"…Придя в мир, сразу избрала себе любить другого…" Но любит ли она этого другого, умеет ли любить? Или она просто любит любить. Ведь, уносясь в полете, она даже забывает иной раз оглянуться – поспевает ли он за ней, или отстал, или и вовсе не собирался поспевать! В томах ее писем (когда будут все изданы, это действительно будут тома!), которые она писала тем, кем увлекалась, главное действующее лицо – любовь, ее любовь, она сама! А они – их и нет. Все эти письма – единый трактат о любви, разбитый лишь на главы, и в подзаголовке их имена, но если имена убрать и пронумеровать главы, то мало что изменится, ибо это исследование своей любви, любви к мужчине, любви к женщине, любви-дружбы, любви-страсти. И главное – желание потратить свою душу и невозможность этого…
Когда-то она писала Борису Леонидовичу про его талант: "Вы не потратитесь. (Ваша тайная страсть: потратиться до нитки!)… Вы не израсходуетесь, но Вы задохнетесь… Вам надо отвод: ежедневный, чуть ли не ежечасный. И очень простой: тетрадь".
Может, все эти письма – ее отвод, иначе она могла бы задохнуться…
К слову сказать, и в письмах Марина Ивановна опережает свое время: она пишет их с той предельной откровенностью, с которой не было принято писать в те годы, а она отлично знала страшность и неотвратимость слова и понимала, что, обращаясь к одному, она говорит со всеми…
А на вопрос: умела ли она любить? любила ли другого – она опять же сама дает ответ: "…боюсь, что беда (судьба) во мне, я ничего по-настоящему, до конца, не люблю, не умею любить, кроме своей души, т. е. тоски, расплесканной и расхлестанной по всему миру и за его пределами. Мне во всем, в каждом человеке и чувстве, – тесно, как во всякой комнате, будь то нора или дворец. Я не могу жить, т. е. длить, не умею жить во днях, каждый день, – всегда живу вне себя. Эта болезнь неизлечима и зовется: душа".

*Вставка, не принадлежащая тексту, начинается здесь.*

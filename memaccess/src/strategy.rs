//! Memory access strategies

// Modules
pub mod buffer;
pub mod raw;
pub mod segment;

// Exports
pub use self::{
	buffer::BufferStrategy,
	raw::RawStrategy,
	segment::{SegmentArrayHandleStrategy, SegmentIntHandleStrategy},
};

// Imports
use crate::{
	allocator::NativeAllocator,
	region::{self, AllocationError, Region, ReleaseOrderingError, StrategyKind, INT_SIZE},
};

/// Memory access strategy.
///
/// Every strategy accesses `i32`s in native byte order with a stride of [`INT_SIZE`],
/// so they only differ in the access mechanism itself.
pub trait Strategy {
	/// Returns this strategy's kind
	fn kind(&self) -> StrategyKind;

	/// Returns this strategy's name
	fn name(&self) -> &'static str;

	/// Returns if regions are zero-filled when acquired
	fn zero_fills(&self) -> bool;

	/// Acquires a region of `size` bytes
	fn acquire(&self, size: usize) -> Result<Region, AllocationError>;

	/// Reads the `i32` at `idx`.
	///
	/// # Safety
	/// `idx * INT_SIZE + INT_SIZE` must not exceed the region size, and the slot
	/// must have been written to, unless this strategy zero-fills.
	unsafe fn read_i32(&self, region: &Region, idx: usize) -> i32;

	/// Writes `value` to the `i32` at `idx`.
	///
	/// # Safety
	/// `idx * INT_SIZE + INT_SIZE` must not exceed the region size.
	unsafe fn write_i32(&self, region: &mut Region, idx: usize, value: i32);

	/// Releases a region.
	///
	/// # Errors
	/// Returns an error, along with the region, if it was acquired by another kind of strategy.
	fn release(&self, region: Region) -> Result<(), ReleaseOrderingError>;
}

/// Acquires a region of `size` bytes of kind `kind` from `allocator`
fn acquire_with<A: NativeAllocator>(
	allocator: &A,
	kind: StrategyKind,
	size: usize,
	zeroed: bool,
) -> Result<Region, AllocationError> {
	let layout = region::region_layout(size)?;
	let ptr = allocator.allocate(layout, zeroed)?;

	Ok(Region::new(kind, ptr, layout))
}

/// Releases a region of kind `kind` to `allocator`
fn release_with<A: NativeAllocator>(
	allocator: &A,
	kind: StrategyKind,
	region: Region,
) -> Result<(), ReleaseOrderingError> {
	if region.kind() != kind {
		return Err(ReleaseOrderingError::ForeignRegion {
			region,
			released_by: kind,
		});
	}

	let (ptr, layout) = region.into_raw();

	// SAFETY: Regions of `kind` are only created by `acquire_with` with the same allocator
	//         and layout, and `region` was consumed, so this is the only free.
	unsafe { allocator.free(ptr, layout) };

	Ok(())
}

/// Asserts, in debug builds only, that `idx` is a valid slot of `region`
#[inline(always)]
fn debug_assert_in_bounds(region: &Region, idx: usize) {
	debug_assert!(
		idx * INT_SIZE + INT_SIZE <= region.size(),
		"Index {idx} is out of bounds for a region of {} bytes",
		region.size()
	);
}

/// Scoped region.
///
/// Releases the region on drop if it wasn't explicitly released, so that
/// early returns and unwinding never leak it.
pub struct Scoped<'s, S: Strategy + ?Sized> {
	/// Strategy that acquired the region
	strategy: &'s S,

	/// Region, until released
	region: Option<Region>,
}

impl<'s, S: Strategy + ?Sized> Scoped<'s, S> {
	/// Acquires a scoped region of `size` bytes from `strategy`
	pub fn acquire(strategy: &'s S, size: usize) -> Result<Self, AllocationError> {
		let region = strategy.acquire(size)?;
		Ok(Self {
			strategy,
			region: Some(region),
		})
	}

	/// Returns the region
	#[inline]
	pub fn region(&self) -> &Region {
		self.region.as_ref().expect("Region was already released")
	}

	/// Returns the region mutably
	#[inline]
	pub fn region_mut(&mut self) -> &mut Region {
		self.region.as_mut().expect("Region was already released")
	}

	/// Releases the region
	pub fn release(mut self) -> Result<(), ReleaseOrderingError> {
		let region = self.region.take().expect("Region was already released");
		self.strategy.release(region)
	}
}

impl<S: Strategy + ?Sized> Drop for Scoped<'_, S> {
	fn drop(&mut self) {
		if let Some(region) = self.region.take() {
			tracing::trace!(?region, "Releasing scoped region on drop");
			if let Err(err) = self.strategy.release(region) {
				tracing::error!(?err, "Unable to release scoped region, leaking it");
			}
		}
	}
}

#[cfg(test)]
mod tests {
	use {
		super::*,
		crate::{allocator::TrackingAllocator, region::DEFAULT_REGION_SIZE},
		rand::Rng,
	};

	/// Number of elements the cases touch
	const ELEMENTS: usize = 1024;

	/// Returns all strategies, over `allocator`
	fn strategies(allocator: &TrackingAllocator) -> Vec<Box<dyn Strategy>> {
		vec![
			Box::new(BufferStrategy::new(allocator.clone())),
			Box::new(RawStrategy::new(allocator.clone(), false)),
			Box::new(RawStrategy::new(allocator.clone(), true)),
			Box::new(SegmentArrayHandleStrategy::new(allocator.clone())),
			Box::new(SegmentIntHandleStrategy::new(allocator.clone())),
		]
	}

	#[test]
	fn write_read_round_trip() {
		let allocator = TrackingAllocator::new();
		let mut rng = rand::thread_rng();
		for strategy in strategies(&allocator) {
			let mut region = strategy.acquire(DEFAULT_REGION_SIZE).expect("Unable to acquire");
			for idx in 0..ELEMENTS {
				let value = rng.gen::<i32>();
				// SAFETY: `idx` is within the region
				unsafe {
					strategy.write_i32(&mut region, idx, value);
					assert_eq!(strategy.read_i32(&region, idx), value, "{}: index {idx}", strategy.name());
				}
			}
			strategy.release(region).expect("Unable to release");
		}

		assert_eq!(allocator.allocations(), 5);
		assert_eq!(allocator.live(), 0);
	}

	#[test]
	fn repeated_writes() {
		let allocator = TrackingAllocator::new();
		for strategy in strategies(&allocator) {
			let mut region = strategy.acquire(DEFAULT_REGION_SIZE).expect("Unable to acquire");
			for value in [7, 42] {
				for idx in 0..ELEMENTS {
					// SAFETY: `idx` is within the region
					unsafe { strategy.write_i32(&mut region, idx, value) };
				}
			}

			// SAFETY: `idx` is within the region and was written
			let values = (0..ELEMENTS)
				.map(|idx| unsafe { strategy.read_i32(&region, idx) })
				.collect::<Vec<_>>();
			assert!(values.iter().all(|&value| value == 42), "{}", strategy.name());
			strategy.release(region).expect("Unable to release");
		}

		assert_eq!(allocator.live(), 0);
	}

	#[test]
	fn native_byte_order() {
		let allocator = TrackingAllocator::new();
		for strategy in strategies(&allocator) {
			let mut region = strategy.acquire(DEFAULT_REGION_SIZE).expect("Unable to acquire");

			// SAFETY: Index 3 is within the region, and the byte range `12..16` was just written
			let bytes = unsafe {
				strategy.write_i32(&mut region, 3, 0x1234_5678);
				std::slice::from_raw_parts(region.as_ptr().add(12), INT_SIZE).to_vec()
			};
			assert_eq!(bytes, 0x1234_5678i32.to_ne_bytes(), "{}", strategy.name());
			strategy.release(region).expect("Unable to release");
		}
	}

	#[test]
	fn last_slot() {
		let allocator = TrackingAllocator::new();
		for strategy in strategies(&allocator) {
			let mut region = strategy.acquire(DEFAULT_REGION_SIZE).expect("Unable to acquire");
			assert_eq!(region.int_len(), 2048);

			// SAFETY: Index 2047 is the last slot of the region
			unsafe {
				strategy.write_i32(&mut region, 2047, -1);
				assert_eq!(strategy.read_i32(&region, 2047), -1, "{}", strategy.name());
			}
			strategy.release(region).expect("Unable to release");
		}
	}

	#[test]
	fn zero_filled() {
		let allocator = TrackingAllocator::new();
		for strategy in strategies(&allocator).into_iter().filter(|strategy| strategy.zero_fills()) {
			let region = strategy.acquire(DEFAULT_REGION_SIZE).expect("Unable to acquire");
			for idx in 0..region.int_len() {
				// SAFETY: `idx` is within the region, which was zero-filled
				assert_eq!(unsafe { strategy.read_i32(&region, idx) }, 0, "{}", strategy.name());
			}
			strategy.release(region).expect("Unable to release");
		}
	}

	#[test]
	fn release_foreign() {
		let allocator = TrackingAllocator::new();
		let buffer = BufferStrategy::new(allocator.clone());
		let raw = RawStrategy::new(allocator.clone(), true);

		let region = buffer.acquire(DEFAULT_REGION_SIZE).expect("Unable to acquire");
		let region = match raw.release(region) {
			Err(ReleaseOrderingError::ForeignRegion { region, released_by }) => {
				assert_eq!(released_by, StrategyKind::Raw);
				region
			},
			res => panic!("Expected foreign region error, found {res:?}"),
		};
		assert_eq!(allocator.live(), 1);

		buffer.release(region).expect("Unable to release");
		assert_eq!(allocator.live(), 0);
	}

	#[test]
	fn acquire_failure() {
		let allocator = TrackingAllocator::failing();
		for strategy in strategies(&allocator) {
			assert_eq!(
				strategy.acquire(DEFAULT_REGION_SIZE).map(drop),
				Err(AllocationError::OutOfMemory { size: DEFAULT_REGION_SIZE })
			);
		}
		assert_eq!(allocator.failures(), 5);
	}

	#[test]
	fn scoped_releases_on_drop() {
		let allocator = TrackingAllocator::new();
		let strategy = SegmentIntHandleStrategy::new(allocator.clone());

		let res = (|| -> Result<(), &'static str> {
			let _scoped = Scoped::acquire(&strategy, DEFAULT_REGION_SIZE).map_err(|_| "acquire")?;
			Err("early exit")
		})();
		assert_eq!(res, Err("early exit"));
		assert_eq!(allocator.allocations(), 1);
		assert_eq!(allocator.frees(), 1);

		let scoped = Scoped::acquire(&strategy, DEFAULT_REGION_SIZE).expect("Unable to acquire");
		assert_eq!(scoped.region().kind(), StrategyKind::SegmentIntHandle);
		scoped.release().expect("Unable to release");
		assert_eq!(allocator.frees(), 2);
	}
}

Этой болезнью Марина Ивановна больна и здесь, в Голицыне, зимой 1939/1940 года. И если я привела так много цитат из писем Марины Ивановны, то сделала это потому, что вряд ли кто лучше ее самой сумеет рассказать о ней. А этот беглый заход в прошлое, мне кажется, дает хотя бы некоторое представление об источнике ее ранящей лирики и о тех душевных муках, которые сопутствовали ей всю жизнь. И о неизменном ее стремлении все время ускользать из жизни… И нам понятней теперь будет, сколь органичны и неизбежны были ее увлечения здесь, в России, по возвращении, в Голицыне, в Москве и как после всех потрясений, отчаяния было ей необходимо почувствовать, что она жива – живет, и снова быть в полете! И снова ускользнуть, хотя бы на мгновенье…

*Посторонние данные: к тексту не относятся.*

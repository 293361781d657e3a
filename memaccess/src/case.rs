//! Benchmark cases

// Imports
use {
	crate::{
		region::{AllocationError, Region, ReleaseOrderingError, INT_SIZE},
		sink::Sink,
		strategy::{Scoped, Strategy},
	},
	std::{fmt, hint},
};

/// Value written by all write cases
pub const WRITTEN_VALUE: i32 = 42;

/// Case mode
#[derive(PartialEq, Eq, Clone, Copy, Hash, Debug)]
#[derive(serde::Serialize, serde::Deserialize)]
#[serde(rename_all = "snake_case")]
pub enum Mode {
	Read,
	Write,
}

impl fmt::Display for Mode {
	fn fmt(&self, f: &mut fmt::Formatter<'_>) -> fmt::Result {
		match self {
			Self::Read => f.pad("read"),
			Self::Write => f.pad("write"),
		}
	}
}

/// Case scope
#[derive(PartialEq, Eq, Clone, Copy, Hash, Debug)]
#[derive(serde::Serialize, serde::Deserialize)]
#[serde(rename_all = "snake_case")]
pub enum Scope {
	/// Region is acquired once, before warming up, and released once, after reporting.
	Global,

	/// Region is acquired and released on every invocation.
	Local,
}

impl fmt::Display for Scope {
	fn fmt(&self, f: &mut fmt::Formatter<'_>) -> fmt::Result {
		match self {
			Self::Global => f.pad("global"),
			Self::Local => f.pad("local"),
		}
	}
}

/// Case id
#[derive(PartialEq, Eq, Clone, Hash, Debug)]
#[derive(serde::Serialize)]
pub struct CaseId {
	/// Strategy name
	pub strategy: &'static str,

	/// Mode
	pub mode: Mode,

	/// Scope
	pub scope: Scope,
}

impl fmt::Display for CaseId {
	fn fmt(&self, f: &mut fmt::Formatter<'_>) -> fmt::Result {
		// Note: We format to a string first so the padding applies to the whole id
		f.pad(&format!("{}/{}_{}", self.scope, self.strategy, self.mode))
	}
}

/// Case context.
///
/// Holds the region of a global case between its setup and teardown.
#[derive(Default, Debug)]
pub struct Context {
	/// Region
	region: Option<Region>,
}

impl Context {
	/// Creates a new, empty, context
	pub fn new() -> Self {
		Self::default()
	}

	/// Holds `region` until it's taken.
	///
	/// # Errors
	/// Returns an error, without taking `region`, if a region is already held.
	pub fn hold(&mut self, region: Region) -> Result<(), (Region, ReleaseOrderingError)> {
		match self.region {
			Some(_) => Err((region, ReleaseOrderingError::AlreadyHeld)),
			None => {
				self.region = Some(region);
				Ok(())
			},
		}
	}

	/// Returns the held region
	pub fn region(&self) -> Result<&Region, ReleaseOrderingError> {
		self.region.as_ref().ok_or(ReleaseOrderingError::NotHeld)
	}

	/// Returns the held region mutably
	#[inline]
	pub fn region_mut(&mut self) -> Result<&mut Region, ReleaseOrderingError> {
		self.region.as_mut().ok_or(ReleaseOrderingError::NotHeld)
	}

	/// Takes the held region
	pub fn take(&mut self) -> Result<Region, ReleaseOrderingError> {
		self.region.take().ok_or(ReleaseOrderingError::NotHeld)
	}

	/// Returns if a region is held
	pub fn is_holding(&self) -> bool {
		self.region.is_some()
	}
}

/// Case error
#[derive(Debug)]
#[derive(thiserror::Error)]
pub enum CaseError {
	/// Unable to acquire the region
	#[error("Unable to acquire region")]
	Allocation(#[from] AllocationError),

	/// Region was released out of order
	#[error("Region was released out of order")]
	ReleaseOrdering(#[from] ReleaseOrderingError),

	/// Other error
	#[error(transparent)]
	Other(#[from] anyhow::Error),
}

/// Benchmark case
pub trait Case {
	/// Returns this case's id
	fn id(&self) -> &CaseId;

	/// Sets up the case, before warming up
	fn setup(&self, ctx: &mut Context) -> Result<(), CaseError>;

	/// Invokes the timed body once
	fn invoke(&self, ctx: &mut Context, sink: &mut Sink) -> Result<(), CaseError>;

	/// Tears down the case, after reporting
	fn teardown(&self, ctx: &mut Context) -> Result<(), CaseError>;
}

/// Benchmark case over a strategy
#[derive(Debug)]
pub struct BenchCase<S> {
	/// Id
	id: CaseId,

	/// Strategy
	strategy: S,

	/// Region size, in bytes
	region_size: usize,

	/// Number of elements to access
	element_count: usize,
}

impl<S: Strategy> BenchCase<S> {
	/// Creates a new case
	///
	/// # Panics
	/// Panics if `element_count` elements don't fit in `region_size` bytes.
	/// Panics if reading from a strategy that doesn't zero-fill its regions.
	pub fn new(strategy: S, mode: Mode, scope: Scope, region_size: usize, element_count: usize) -> Self {
		// Note: The bodies don't check any bounds, so this is what keeps them in bounds.
		assert!(
			element_count
				.checked_mul(INT_SIZE)
				.is_some_and(|elements_size| elements_size <= region_size),
			"{element_count} elements don't fit in a region of {region_size} bytes"
		);
		assert!(
			mode == Mode::Write || strategy.zero_fills(),
			"Cannot read from uninitialized regions of strategy {:?}",
			strategy.name()
		);

		Self {
			id: CaseId {
				strategy: strategy.name(),
				mode,
				scope,
			},
			strategy,
			region_size,
			element_count,
		}
	}

	/// Returns the strategy
	pub fn strategy(&self) -> &S {
		&self.strategy
	}

	/// Runs the body of this case on `region`, without acquiring or releasing it.
	///
	/// # Panics
	/// Panics if `region` is smaller than this case's region size.
	#[inline]
	pub fn run_body(&self, region: &mut Region, sink: &mut Sink) {
		assert!(region.size() >= self.region_size, "Region is too small");

		match self.id.mode {
			Mode::Read => sink.consume(self.read_all(region)),
			Mode::Write => self.write_all(region),
		}
	}

	/// Reads all elements and returns their sum
	#[inline]
	fn read_all(&self, region: &Region) -> i32 {
		let mut sum = 0i32;
		for idx in 0..self.element_count {
			// SAFETY: All elements fit in the region, checked on construction, and we
			//         only read from strategies that zero-fill.
			sum = sum.wrapping_add(unsafe { self.strategy.read_i32(region, idx) });
		}

		sum
	}

	/// Writes [`WRITTEN_VALUE`] to all elements
	#[inline]
	fn write_all(&self, region: &mut Region) {
		for idx in 0..self.element_count {
			// SAFETY: All elements fit in the region, checked on construction.
			unsafe { self.strategy.write_i32(region, idx, WRITTEN_VALUE) };
		}

		// Note: The region may be released right after, which would
		//       otherwise let the optimizer elide the writes.
		hint::black_box(region.as_ptr());
	}
}

impl<S: Strategy> Case for BenchCase<S> {
	fn id(&self) -> &CaseId {
		&self.id
	}

	fn setup(&self, ctx: &mut Context) -> Result<(), CaseError> {
		match self.id.scope {
			Scope::Global => {
				let region = self.strategy.acquire(self.region_size)?;
				if let Err((region, err)) = ctx.hold(region) {
					// Note: The held region is someone else's, so only release ours
					self.strategy.release(region)?;
					return Err(err.into());
				}

				Ok(())
			},
			Scope::Local => Ok(()),
		}
	}

	#[inline]
	fn invoke(&self, ctx: &mut Context, sink: &mut Sink) -> Result<(), CaseError> {
		match self.id.scope {
			Scope::Global => {
				let region = ctx.region_mut()?;
				self.run_body(region, sink);
			},
			Scope::Local => {
				let mut scoped = Scoped::acquire(&self.strategy, self.region_size)?;
				self.run_body(scoped.region_mut(), sink);
				scoped.release()?;
			},
		}

		Ok(())
	}

	fn teardown(&self, ctx: &mut Context) -> Result<(), CaseError> {
		match self.id.scope {
			Scope::Global => {
				let owner = ctx.region()?.kind();
				let released_by = self.strategy.kind();
				if owner != released_by {
					return Err(ReleaseOrderingError::NotOwned { owner, released_by }.into());
				}

				let region = ctx.take()?;
				self.strategy.release(region)?;
				Ok(())
			},
			Scope::Local => Ok(()),
		}
	}
}
//! Buffer strategy

// Imports
use {
	super::Strategy,
	crate::{
		allocator::NativeAllocator,
		region::{AllocationError, Region, ReleaseOrderingError, StrategyKind, INT_SIZE},
	},
	memaccess_util::NativeInt32Bytes,
};

/// Buffer strategy.
///
/// Accesses the region as a byte buffer through checked accessors.
/// Regions are always zero-filled.
#[derive(Clone, Debug)]
pub struct BufferStrategy<A> {
	/// Allocator
	allocator: A,
}

impl<A> BufferStrategy<A> {
	/// Creates a new buffer strategy
	pub fn new(allocator: A) -> Self {
		Self { allocator }
	}
}

impl<A: NativeAllocator> Strategy for BufferStrategy<A> {
	fn kind(&self) -> StrategyKind {
		StrategyKind::Buffer
	}

	fn name(&self) -> &'static str {
		"buffer"
	}

	fn zero_fills(&self) -> bool {
		true
	}

	fn acquire(&self, size: usize) -> Result<Region, AllocationError> {
		super::acquire_with(&self.allocator, StrategyKind::Buffer, size, true)
	}

	#[inline]
	unsafe fn read_i32(&self, region: &Region, idx: usize) -> i32 {
		// SAFETY: Buffer regions are zero-filled on acquire
		region.bytes().read_i32_at(idx * INT_SIZE)
	}

	#[inline]
	unsafe fn write_i32(&self, region: &mut Region, idx: usize, value: i32) {
		// SAFETY: Buffer regions are zero-filled on acquire
		region.bytes_mut().write_i32_at(idx * INT_SIZE, value);
	}

	fn release(&self, region: Region) -> Result<(), ReleaseOrderingError> {
		super::release_with(&self.allocator, StrategyKind::Buffer, region)
	}
}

И в этом ей содействует, быть может, сам того не понимая, не замечая поначалу, Евгений Борисович Тагер. Он приезжает в декабре в Голицыно. Он знает, что там находится Марина Ивановна, он любит ее стихи, он наслышан о ней от Пастернака, он рад встрече с ней. Он первый подходит к ней в голицынской столовой и говорит ей взволнованные слова. Он молод, интеллигентен, хорошо воспитан, начитан, знает поэзию, поэтов, он литературовед. Он ищет встреч с Мариной Ивановной, ждет ее прихода, он к ней внимателен, предупредителен. Они гуляют вместе в голицынском лесу, прокладывая тропки в сугробах снега. Метет январская поземка и заметает их следы, когда он провожает ее по Коммунистическому проспекту в безымянный переулок, где за куриным двориком она живет. Они перекидываются шутливыми записочками за столом, они встречают Новый год в голицынской столовой, обмениваются сувенирами, он пишет ей шутливые стихи: "Замораживается стих и не оттаивает, когда рядом сидит Цветаева…"

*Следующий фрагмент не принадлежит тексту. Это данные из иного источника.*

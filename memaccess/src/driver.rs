//! Benchmark driver

// Imports
use {
	crate::{
		case::{Case, CaseError, CaseId, Context},
		config::Config,
		sink::Sink,
	},
	anyhow::Context as _,
	itertools::Itertools,
	std::{
		fmt,
		time::{Duration, Instant},
	},
};

/// Benchmark driver.
///
/// Runs cases one at a time, to completion.
#[derive(Debug)]
pub struct Driver {
	/// Configuration
	config: Config,
}

impl Driver {
	/// Creates a new driver
	pub fn new(config: Config) -> Self {
		Self { config }
	}

	/// Returns the configuration
	pub fn config(&self) -> &Config {
		&self.config
	}

	/// Runs all cases.
	///
	/// Cases that fail don't stop the remaining cases from running.
	pub fn run(&self, cases: &[Box<dyn Case>]) -> RunReport {
		let mut report = RunReport::default();
		for case in cases {
			match self.run_case(case.as_ref()) {
				Ok(result) => report.results.push(result),
				Err(failure) => {
					tracing::warn!(case = %failure.case, stage = ?failure.stage, "Case failed: {}", failure.cause);
					report.failures.push(failure);
				},
			}
		}

		report
	}

	/// Runs a single case
	pub fn run_case(&self, case: &dyn Case) -> Result<TimingResult, CaseFailure> {
		let id = case.id();
		let mut ctx = Context::new();
		let mut sink = Sink::new();
		let mut state = CaseState::Defined;
		tracing::debug!(case = %id, ?state, "Running case");

		case.setup(&mut ctx)
			.map_err(|err| CaseFailure::new(id, FailureStage::Setup, err))?;

		// Note: Whatever happens during the timed body, we still need to tear down
		//       the case, so that any region acquired during setup is released.
		let res = self.run_phases(case, &mut ctx, &mut sink, &mut state);
		let teardown_res = case.teardown(&mut ctx);
		tracing::trace!(case = %id, consumed = sink.consumed(), last = ?sink.last(), "Sink");

		let result = res.map_err(|err| CaseFailure::new(id, FailureStage::Body, err))?;
		teardown_res.map_err(|err| CaseFailure::new(id, FailureStage::Teardown, err))?;

		Ok(result)
	}

	/// Runs the warmup and measurement phases of a case
	fn run_phases(
		&self,
		case: &dyn Case,
		ctx: &mut Context,
		sink: &mut Sink,
		state: &mut CaseState,
	) -> Result<TimingResult, CaseError> {
		let id = case.id();

		state.advance(id);
		for iteration_idx in 0..self.config.warmup.iterations {
			let sample = self::run_iteration(case, ctx, sink, self.config.warmup.time())
				.with_context(|| format!("Unable to run warmup iteration {}", iteration_idx + 1))?;
			tracing::info!(
				"{id}: Warmup iteration {:>2}/{}: {:.3} ns/op",
				iteration_idx + 1,
				self.config.warmup.iterations,
				sample.ns_per_op()
			);
		}

		state.advance(id);
		let samples = (0..self.config.measurement.iterations)
			.map(|iteration_idx| {
				let sample = self::run_iteration(case, ctx, sink, self.config.measurement.time())
					.with_context(|| format!("Unable to run measurement iteration {}", iteration_idx + 1))?;
				tracing::info!(
					"{id}: Iteration {:>2}/{}: {:.3} ns/op",
					iteration_idx + 1,
					self.config.measurement.iterations,
					sample.ns_per_op()
				);

				Ok::<_, anyhow::Error>(sample)
			})
			.collect::<Result<Vec<_>, _>>()?;

		state.advance(id);
		let result = TimingResult::from_samples(id.clone(), &samples);
		tracing::debug!(?result, "Reported case");

		Ok(result)
	}
}

/// Fraction of an iteration's duration a single batch may take
const MAX_BATCH_FRACTION: u32 = 64;

/// Runs a single iteration of `case`, invoking it until `duration` has elapsed.
///
/// Invocations are made in batches, only reading the clock after each batch.
/// Batches double in size until one would take more than `1 / MAX_BATCH_FRACTION`
/// of `duration`.
fn run_iteration(
	case: &dyn Case,
	ctx: &mut Context,
	sink: &mut Sink,
	duration: Duration,
) -> Result<IterationSample, CaseError> {
	let max_batch_time = duration / MAX_BATCH_FRACTION;
	let start_time = Instant::now();
	let mut invocations = 0;
	let mut clock_reads = 0;
	let mut batch_size = 1u64;
	loop {
		for _ in 0..batch_size {
			case.invoke(ctx, sink)?;
		}
		invocations += batch_size;

		let elapsed = start_time.elapsed();
		clock_reads += 1;
		if elapsed >= duration {
			return Ok(IterationSample {
				invocations,
				elapsed,
				clock_reads,
			});
		}

		// Note: Estimated from the average of all invocations so far
		let next_batch_nanos = elapsed.as_nanos() * u128::from(2 * batch_size) / u128::from(invocations);
		if next_batch_nanos <= max_batch_time.as_nanos() {
			batch_size *= 2;
		}
	}
}

/// Case state
#[derive(PartialEq, Eq, Clone, Copy, Debug)]
pub enum CaseState {
	/// Registered, but not yet run
	Defined,

	/// Running warmup iterations
	Warming,

	/// Running measurement iterations
	Measuring,

	/// Result is finalized
	Reported,
}

impl CaseState {
	/// Returns the state after this one, if any
	pub fn next(self) -> Option<Self> {
		match self {
			Self::Defined => Some(Self::Warming),
			Self::Warming => Some(Self::Measuring),
			Self::Measuring => Some(Self::Reported),
			Self::Reported => None,
		}
	}

	/// Advances to the next state
	///
	/// # Panics
	/// Panics if already reported.
	fn advance(&mut self, id: &CaseId) {
		let next = self.next().expect("Case was already reported");
		tracing::debug!(case = %id, prev = ?self, ?next, "Advancing case state");
		*self = next;
	}
}

/// Iteration sample
#[derive(Clone, Copy, Debug)]
pub struct IterationSample {
	/// Number of invocations
	pub invocations: u64,

	/// Elapsed time
	pub elapsed: Duration,

	/// Number of times the clock was read after starting
	pub clock_reads: u64,
}

impl IterationSample {
	/// Returns the average time per invocation, in nanoseconds
	pub fn ns_per_op(&self) -> f64 {
		self.elapsed.as_nanos() as f64 / self.invocations as f64
	}
}

/// Timing result
#[derive(Clone, Debug)]
#[derive(serde::Serialize)]
pub struct TimingResult {
	/// Case
	pub case: CaseId,

	/// Number of measurement iterations
	pub iterations: usize,

	/// Total number of measured invocations
	pub invocations: u64,

	/// Average time per invocation (in nanoseconds)
	pub score_ns: f64,

	/// Standard error of `score_ns` (in nanoseconds)
	pub error_ns: f64,

	// Fastest / slowest iteration (in nanoseconds)
	pub min_ns: f64,
	pub max_ns: f64,
}

impl TimingResult {
	/// Creates a timing result from all measurement samples
	pub fn from_samples(case: CaseId, samples: &[IterationSample]) -> Self {
		let scores = samples.iter().map(IterationSample::ns_per_op).collect::<average::Variance>();
		let (min_ns, max_ns) = samples
			.iter()
			.map(IterationSample::ns_per_op)
			.minmax_by(f64::total_cmp)
			.into_option()
			.unwrap_or((f64::NAN, f64::NAN));

		Self {
			case,
			iterations: samples.len(),
			invocations: samples.iter().map(|sample| sample.invocations).sum(),
			score_ns: scores.mean(),
			error_ns: scores.error(),
			min_ns,
			max_ns,
		}
	}
}

/// Stage at which a case failed
#[derive(PartialEq, Eq, Clone, Copy, Debug)]
#[derive(serde::Serialize)]
#[serde(rename_all = "snake_case")]
pub enum FailureStage {
	/// During setup
	Setup,

	/// During the timed body (including acquiring the region, for local cases)
	Body,

	/// During teardown
	Teardown,
}

/// Case failure
#[derive(Clone, Debug)]
#[derive(serde::Serialize)]
pub struct CaseFailure {
	/// Case
	pub case: CaseId,

	/// Stage
	pub stage: FailureStage,

	/// Whether the failure was due to being unable to acquire a region
	pub allocation: bool,

	/// Cause, with its whole chain
	pub cause: String,
}

impl CaseFailure {
	/// Creates a new failure from an error
	fn new(case: &CaseId, stage: FailureStage, err: CaseError) -> Self {
		let allocation = self::is_allocation_error(&err);
		let err = anyhow::Error::new(err);
		Self {
			case: case.clone(),
			stage,
			allocation,
			cause: format!("{err:#}"),
		}
	}
}

/// Returns if `err` was caused by an allocation error
fn is_allocation_error(err: &CaseError) -> bool {
	match err {
		CaseError::Allocation(_) => true,
		CaseError::ReleaseOrdering(_) => false,
		CaseError::Other(err) => err
			.chain()
			.any(|err| matches!(err.downcast_ref::<CaseError>(), Some(CaseError::Allocation(_)))),
	}
}

/// Run report
#[derive(Clone, Default, Debug)]
#[derive(serde::Serialize)]
pub struct RunReport {
	/// Results of all successful cases
	pub results: Vec<TimingResult>,

	/// All failed cases
	pub failures: Vec<CaseFailure>,
}

impl RunReport {
	/// Formats the results as a table to `f`
	pub fn fmt_table(&self, f: &mut fmt::Formatter<'_>) -> fmt::Result {
		let name_width = self
			.results
			.iter()
			.map(|result| result.case.to_string().len())
			.max()
			.unwrap_or(0)
			.max("Benchmark".len());

		writeln!(
			f,
			"{:<name_width$}  {:>4}  {:>3}  {:>12}   {:>10}  {:>5}",
			"Benchmark", "Mode", "Cnt", "Score", "Error", "Units"
		)?;
		for result in &self.results {
			writeln!(
				f,
				"{:<name_width$}  {:>4}  {:>3}  {:>12.3} ± {:>10.3}  {:>5}",
				result.case, "avgt", result.iterations, result.score_ns, result.error_ns, "ns/op"
			)?;
		}

		Ok(())
	}

	/// Formats the failures to `f`
	pub fn fmt_failures(&self, f: &mut fmt::Formatter<'_>) -> fmt::Result {
		for failure in &self.failures {
			let kind = match failure.allocation {
				true => "allocation failure",
				false => "failure",
			};
			writeln!(f, "{}: {kind} during {:?}: {}", failure.case, failure.stage, failure.cause)?;
		}

		Ok(())
	}
}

Марина Ивановна желаемое принимает за сущее, фантазия дополняет то, чего не предоставляет ей действительность, и она уже в полете, она уже творит свой мир, где все подчинено ее законам! Тагер живет один – его жена бывает наездами. Марина Ивановна переписывает ему от руки стихи к Гронскому, переписывает всю "Поэму Горы". Однажды она зашла к нему, дверь была полуотворена, он спал в меховой курточке, Марина Ивановна, не разбудив его, ушла. И родились стихи:
Двух – жарче меха! рук – жарче пуха!
Круг – вкруг головы.
Но и под мехом – неги, под пухом
Гаги – дрогнете вы!Даже богиней тысячерукой
– В гнезд, в звезд черноте –
Как ни кружи вас, как ни баюкай
– Ах! – бодрствуете…Вас и на ложе неверья гложет
Червь (бедные мы!),
Не народился еще, кто вложит
Перст – в рану Фомы.
7 января 1940
Но полет Марины Ивановны на сей раз был совсем недолог, и, вопреки своей привычке, она все время оглядывается и оговаривается – "…есть один – милый, да, и даже любимый бы – если бы… (сплошное сослагательное!) я была уверена, что это ему нужно, или от этого ему, по крайней мере, – нежно… – пишет она Веприцкой. – Я всю жизнь любила таких, как Т. и всю жизнь была ими обижена – не привыкать-стать…" А обижена она тем, что Тагер сказал ей: "Чем меньше Вы будете уделять мне внимания – тем будет лучше!"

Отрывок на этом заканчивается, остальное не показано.